The devastating effects of Covid-19 got me remembering about that old woman. Families are being wiped out in a matter of days now. One member of the household picks up the virus and in a short while everyone is infected. Panic, prayer, and the fight to make it through are what follow. Even when most of those who get infected make a quick turn around and recover, the fatalities have been unusually high. Death, in the past few days, has taken a rare and more painful twist. The path for those grieving seems lonelier because the strictness of the lockdown measures has restricted burials to only a handful. We can’t do anything about that because many are being saved from losing their lives. But the physical absence of friends and relatives at your most trying times may rank as the cruelest blow that this pandemic has dealt us. We are already struggling with what to say to them and presence would have provided a bit of comfort but that too is not present. If you notice, one of the most difficult thing during a time of bereavement is what to say to that on grieving. You can’t claim that you understand what they are going through because you never will. Never! Loss of dear ones hits us differently and with this, there is no shared experience. It is a personal portion that is administered individually. You experience the pain up-close and those around you will only try to make the load lighter. But is there a way we could handle grief? I don’t think there is a formula!

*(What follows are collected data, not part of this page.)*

//! Screenplay pager CLI
//!
//! Paginates a JSON array of parsed lines and prints a page summary, or the
//! positioned page views with `--json`.

use anyhow::{Context, Result};
use clap::Parser;
use screenplay_pager::{
    page_views, ExportSettings, PaperSize, Pagination, Paginator, Screenplay, Styles,
};
use std::io::Read;
use std::path::PathBuf;
use std::sync::Arc;

#[derive(Parser, Debug)]
#[command(name = "screenplay-pager", version, about = "Paginate a parsed screenplay")]
struct Args {
    /// JSON array of lines; read from stdin when omitted
    input: Option<PathBuf>,
    /// Export settings as JSON
    #[arg(long, value_name = "FILE")]
    settings: Option<PathBuf>,
    /// Stylesheet replacing the bundled one
    #[arg(long, value_name = "FILE")]
    stylesheet: Option<PathBuf>,
    /// Use A4 paper instead of US Letter
    #[arg(long)]
    a4: bool,
    /// Print positioned page views as JSON
    #[arg(long)]
    json: bool,
}

fn main() -> Result<()> {
    tracing_subscriber::fmt()
        .with_env_filter(tracing_subscriber::EnvFilter::from_default_env())
        .with_writer(std::io::stderr)
        .init();

    let args = Args::parse();

    let source = match &args.input {
        Some(path) => std::fs::read_to_string(path)
            .with_context(|| format!("failed to read {}", path.display()))?,
        None => {
            let mut buf = String::new();
            std::io::stdin()
                .read_to_string(&mut buf)
                .context("failed to read stdin")?;
            buf
        }
    };
    let screenplay = Screenplay::from_json(&source).context("invalid screenplay lines")?;

    let mut settings = match &args.settings {
        Some(path) => {
            let json = std::fs::read_to_string(path)
                .with_context(|| format!("failed to read {}", path.display()))?;
            ExportSettings::from_json(&json)?
        }
        None => ExportSettings::default(),
    };
    if args.a4 {
        settings.paper_size = PaperSize::A4;
    }

    let mut paginator = Paginator::new(settings);
    if let Some(path) = &args.stylesheet {
        let css = std::fs::read_to_string(path)
            .with_context(|| format!("failed to read {}", path.display()))?;
        paginator = paginator.with_styles(Arc::new(Styles::from_stylesheet(&css)?));
    }

    let pagination = paginator.paginate(screenplay.lines());
    tracing::info!(
        lines = screenplay.len(),
        pages = pagination.page_count(),
        "paginated"
    );

    if args.json {
        let views = page_views(&pagination, paginator.styles());
        println!("{}", serde_json::to_string_pretty(&views)?);
    } else {
        print_summary(&pagination);
    }
    Ok(())
}

fn print_summary(pagination: &Pagination) {
    for (index, page) in pagination.pages().iter().enumerate() {
        let mut sources = page.sources();
        let first = sources.next();
        let last = sources.last().or(first);
        let range = match (first, last) {
            (Some(a), Some(b)) => format!("lines {a}-{b}"),
            _ => "empty".to_string(),
        };
        println!(
            "page {:>3}: {:<16} {:>6.1} / {:.1} pt",
            index + 1,
            range,
            page.height(),
            page.max_height()
        );
        if let Some(page_break) = pagination.breaks().iter().find(|b| b.page_index == index) {
            println!("          break: {}", page_break.reason);
        }
    }
}
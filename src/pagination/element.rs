//! Measured page elements and the layouter that produces them

use crate::layout::{ExportSettings, Fragments, TextMeasurer};
use crate::screenplay::{Line, LineType};
use crate::style::{RenderStyle, Styles};

/// Horizontal placement of an element
#[derive(Debug, Clone, Copy, PartialEq, Eq, Default)]
pub enum Column {
    #[default]
    Full,
    /// Left column of a dual dialogue block
    Left,
    /// Right column of a dual dialogue block
    Right,
}

/// A line placed into layout, with its measurement
#[derive(Debug, Clone, PartialEq)]
pub struct Element {
    pub line: Line,
    /// Index of the originating line; `None` for continuation markers
    pub source: Option<usize>,
    pub column: Column,
    /// Space above the element, dropped at the top of a page
    pub spacing_before: f32,
    pub fragments: Fragments,
}

impl Element {
    pub fn kind(&self) -> LineType {
        self.line.kind
    }

    /// Type whose style applies, accounting for the dual dialogue column
    pub fn style_kind(&self) -> LineType {
        match self.column {
            Column::Left => self.line.kind.dual_counterpart(),
            _ => self.line.kind,
        }
    }

    /// `(MORE)` markers and `(CONT'D)` cues
    pub fn is_synthetic(&self) -> bool {
        self.source.is_none()
    }

    pub fn text_height(&self) -> f32 {
        self.fragments.iter().map(|f| f.height).sum()
    }

    pub fn height(&self, at_top: bool) -> f32 {
        if at_top {
            self.text_height()
        } else {
            self.spacing_before + self.text_height()
        }
    }
}

/// Measures lines into elements using the injected styles and measurer
pub(crate) struct Layouter<'a> {
    pub settings: &'a ExportSettings,
    styles: &'a Styles,
    measurer: Option<&'a dyn TextMeasurer>,
}

impl<'a> Layouter<'a> {
    pub fn new(
        settings: &'a ExportSettings,
        styles: &'a Styles,
        measurer: Option<&'a dyn TextMeasurer>,
    ) -> Self {
        Self {
            settings,
            styles,
            measurer,
        }
    }

    /// Height of one rendered line; zero without a measurer
    pub fn line_height(&self) -> f32 {
        self.measurer.map(|m| m.line_height()).unwrap_or(0.0)
    }

    fn style(&self, kind: LineType, column: Column) -> &RenderStyle {
        match column {
            Column::Left => self.styles.style_for(kind.dual_counterpart()),
            _ => self.styles.style_for(kind),
        }
    }

    /// Measure text as it would render for an element of `kind`
    pub fn measure(&self, text: &str, kind: LineType, column: Column) -> Fragments {
        let style = self.style(kind, column);
        if style.hidden {
            return Fragments::new();
        }
        match self.measurer {
            Some(measurer) => measurer.measure(text, style.width(self.settings.paper_size), style),
            None => Fragments::new(),
        }
    }

    pub fn element(&self, line: Line, source: Option<usize>, column: Column) -> Element {
        let style = self.style(line.kind, column);
        let spacing_before = if style.hidden {
            0.0
        } else {
            style.spacing_before(self.line_height())
        };
        let fragments = self.measure(&line.text, line.kind, column);
        Element {
            line,
            source,
            column,
            spacing_before,
            fragments,
        }
    }

    /// `(MORE)` marker closing a dialogue column on the departing page
    pub fn more_marker(&self, column: Column) -> Element {
        let kind = match column {
            Column::Right => LineType::DualDialogueMore,
            _ => LineType::More,
        };
        let line = Line::new(kind, self.settings.more_text());
        self.element(line, None, column)
    }

    /// `NAME (CONT'D)` cue opening a dialogue column on the arriving page
    pub fn contd_cue(&self, cue: &Element) -> Element {
        let text = self.settings.contd_text(cue.line.character_name());
        let line = Line::at(cue.kind().character_type(), text, cue.line.position);
        self.element(line, None, cue.column)
    }
}
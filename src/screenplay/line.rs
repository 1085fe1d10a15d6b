//! Screenplay lines and their semantic types

use serde::{Deserialize, Serialize};
use std::ops::Range;

/// Semantic type of a parsed screenplay line
#[derive(Debug, Clone, Copy, PartialEq, Eq, Hash, Serialize, Deserialize)]
#[serde(rename_all = "camelCase")]
pub enum LineType {
    Empty,
    Heading,
    Shot,
    Action,
    Character,
    Parenthetical,
    Dialogue,
    DualDialogueCharacter,
    DualDialogueParenthetical,
    DualDialogue,
    More,
    DualDialogueMore,
    Transition,
    Lyrics,
    Centered,
    PageBreak,
    Section,
    Synopsis,
    Note,
}

impl LineType {
    /// Character cue in either dialogue column
    pub fn is_character(self) -> bool {
        matches!(self, LineType::Character | LineType::DualDialogueCharacter)
    }

    /// Dialogue content (not the cue) in either column
    pub fn is_dialogue_element(self) -> bool {
        matches!(
            self,
            LineType::Dialogue
                | LineType::Parenthetical
                | LineType::More
                | LineType::DualDialogue
                | LineType::DualDialogueParenthetical
                | LineType::DualDialogueMore
        )
    }

    /// Right-hand column of a dual dialogue pair
    pub fn is_dual(self) -> bool {
        matches!(
            self,
            LineType::DualDialogueCharacter
                | LineType::DualDialogueParenthetical
                | LineType::DualDialogue
                | LineType::DualDialogueMore
        )
    }

    /// Spoken text, as opposed to cues, parentheticals and markers
    pub fn is_speech(self) -> bool {
        matches!(self, LineType::Dialogue | LineType::DualDialogue)
    }

    pub fn is_parenthetical(self) -> bool {
        matches!(
            self,
            LineType::Parenthetical | LineType::DualDialogueParenthetical
        )
    }

    /// Elements that must never end a page
    pub fn keeps_with_next(self) -> bool {
        matches!(self, LineType::Heading | LineType::Shot)
    }

    /// Free-flowing text that can be broken between rendered lines
    pub fn is_paragraph(self) -> bool {
        matches!(
            self,
            LineType::Action | LineType::Lyrics | LineType::Centered | LineType::Note
        )
    }

    /// Whether the type ever reaches paper
    pub fn is_printable(self, print_notes: bool) -> bool {
        match self {
            LineType::Empty | LineType::Section | LineType::Synopsis => false,
            LineType::Note => print_notes,
            _ => true,
        }
    }

    /// Cue type opening a dialogue column of this type
    pub fn character_type(self) -> LineType {
        if self.is_dual() {
            LineType::DualDialogueCharacter
        } else {
            LineType::Character
        }
    }

    /// Right-column type with the same role, used to style left dual columns
    pub fn dual_counterpart(self) -> LineType {
        match self {
            LineType::Character => LineType::DualDialogueCharacter,
            LineType::Parenthetical => LineType::DualDialogueParenthetical,
            LineType::Dialogue => LineType::DualDialogue,
            LineType::More => LineType::DualDialogueMore,
            other => other,
        }
    }

    /// Selector used for this type in stylesheets
    pub fn style_name(self) -> &'static str {
        match self {
            LineType::Empty => "empty",
            LineType::Heading => "heading",
            LineType::Shot => "shot",
            LineType::Action => "action",
            LineType::Character => "character",
            LineType::Parenthetical => "parenthetical",
            LineType::Dialogue => "dialogue",
            LineType::DualDialogueCharacter => "dualdialoguecharacter",
            LineType::DualDialogueParenthetical => "dualdialogueparenthetical",
            LineType::DualDialogue => "dualdialogue",
            LineType::More => "more",
            LineType::DualDialogueMore => "dualdialoguemore",
            LineType::Transition => "transition",
            LineType::Lyrics => "lyrics",
            LineType::Centered => "centered",
            LineType::PageBreak => "pagebreak",
            LineType::Section => "section",
            LineType::Synopsis => "synopsis",
            LineType::Note => "note",
        }
    }

    /// All types that can be printed, in stylesheet order
    pub const PRINTABLE: [LineType; 16] = [
        LineType::Heading,
        LineType::Shot,
        LineType::Action,
        LineType::Character,
        LineType::Parenthetical,
        LineType::Dialogue,
        LineType::DualDialogueCharacter,
        LineType::DualDialogueParenthetical,
        LineType::DualDialogue,
        LineType::More,
        LineType::DualDialogueMore,
        LineType::Transition,
        LineType::Lyrics,
        LineType::Centered,
        LineType::PageBreak,
        LineType::Note,
    ];
}

/// A single parsed screenplay line
#[derive(Debug, Clone, PartialEq, Serialize, Deserialize)]
#[serde(rename_all = "camelCase")]
pub struct Line {
    pub text: String,
    #[serde(rename = "type")]
    pub kind: LineType,
    /// Byte offset in the source document
    #[serde(default)]
    pub position: usize,
    #[serde(default)]
    pub omitted: bool,
    #[serde(default)]
    pub begins_new_visual_block: bool,
    #[serde(default, skip_serializing_if = "Option::is_none")]
    pub scene_number: Option<String>,
}

impl Line {
    pub fn new(kind: LineType, text: impl Into<String>) -> Self {
        Self::at(kind, text, 0)
    }

    /// Create a line at a source offset
    pub fn at(kind: LineType, text: impl Into<String>, position: usize) -> Self {
        Self {
            text: text.into(),
            kind,
            position,
            omitted: false,
            begins_new_visual_block: false,
            scene_number: None,
        }
    }

    /// Source range covered by this line
    pub fn range(&self) -> Range<usize> {
        self.position..self.position + self.text.len()
    }

    /// Whether the line takes part in printed output
    pub fn is_visible(&self, print_notes: bool) -> bool {
        if self.omitted || !self.kind.is_printable(print_notes) {
            return false;
        }
        self.kind == LineType::PageBreak || !self.text.trim().is_empty()
    }

    /// Cue name without force markers and extensions, e.g. `BOB` for `@Bob (V.O.) ^`
    pub fn character_name(&self) -> &str {
        let text = self.text.trim();
        let text = text.strip_prefix('@').unwrap_or(text);
        let text = text.trim_end().trim_end_matches('^');
        let name = match text.find('(') {
            Some(paren) => &text[..paren],
            None => text,
        };
        name.trim()
    }

    /// Split the text at a byte offset into two fragments of the same type
    ///
    /// The head is right-trimmed and the tail left-trimmed; the tail keeps its
    /// position in the source document.
    pub fn split_at(&self, offset: usize) -> (Line, Line) {
        let offset = offset.min(self.text.len());
        let (head, tail) = self.text.split_at(offset);
        let trimmed_tail = tail.trim_start();
        let skipped = tail.len() - trimmed_tail.len();

        let mut first = self.clone();
        first.text = head.trim_end().to_string();

        let mut second = self.clone();
        second.text = trimmed_tail.to_string();
        second.position = self.position + offset + skipped;
        second.begins_new_visual_block = false;
        second.scene_number = None;

        (first, second)
    }
}

#[cfg(test)]
mod tests {
    use super::*;

    #[test]
    fn test_character_name() {
        assert_eq!(Line::new(LineType::Character, "BOB").character_name(), "BOB");
        assert_eq!(
            Line::new(LineType::Character, "BOB (V.O.)").character_name(),
            "BOB"
        );
        assert_eq!(
            Line::new(LineType::DualDialogueCharacter, "@McCoy ^").character_name(),
            "McCoy"
        );
    }

    #[test]
    fn test_visibility() {
        assert!(Line::new(LineType::Action, "He runs.").is_visible(false));
        assert!(!Line::new(LineType::Action, "   ").is_visible(false));
        assert!(!Line::new(LineType::Section, "# ACT ONE").is_visible(false));
        assert!(!Line::new(LineType::Note, "[[fix]]").is_visible(false));
        assert!(Line::new(LineType::Note, "[[fix]]").is_visible(true));
        assert!(Line::new(LineType::PageBreak, "").is_visible(false));

        let mut omitted = Line::new(LineType::Action, "Gone.");
        omitted.omitted = true;
        assert!(!omitted.is_visible(false));
    }

    #[test]
    fn test_split_at() {
        let line = Line::at(LineType::Dialogue, "Hello there. General Kenobi.", 100);
        let (head, tail) = line.split_at(12);
        assert_eq!(head.text, "Hello there.");
        assert_eq!(tail.text, "General Kenobi.");
        assert_eq!(tail.position, 113);
        assert_eq!(tail.kind, LineType::Dialogue);
    }

    #[test]
    fn test_deserialize() {
        let line: Line =
            serde_json::from_str(r#"{"text":"BOB ^","type":"dualDialogueCharacter"}"#).unwrap();
        assert_eq!(line.kind, LineType::DualDialogueCharacter);
        assert_eq!(line.position, 0);
        assert!(!line.omitted);
    }
}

A Judge in one of the most high-profile cases in our country's judicial history famously said that there is no standard of expressing grief, some people break down in grief while others stand up in grief. Maybe for context, the man on the stand at that time was being accused of the most heinous crime a man can commit against their family; murdering his wife. To build their case, part of the evidence that had been adduced by the Prosecutor was to show that at no point during his wife’s funeral was he seen crying! Yes, he didn't cry at the sight of his wife's coffin, he didn't drop a tear as he eulogized her, throughout, he didn’t shed a tear. But do we all have to cry to prove that we are grieving? Over the years I have come to discover that you can have everyone in the room welling up and not a single one of them even means it. But that is not to take anything away from those that cry as a way of expressing their grief. It is part of how they let it out. Freud once wrote that ‘unexpressed emotions will never die. They are buried alive and will come forth in uglier ways.’

The reminder for us today is that we don’t need to first see teary eyes for us to be kind. The present times, more than ever before, call for empathy, affection and compassion towards our neighbors, strangers, kith, and kin or anyone that you chance across. 

                                             

                                            Stay Safe.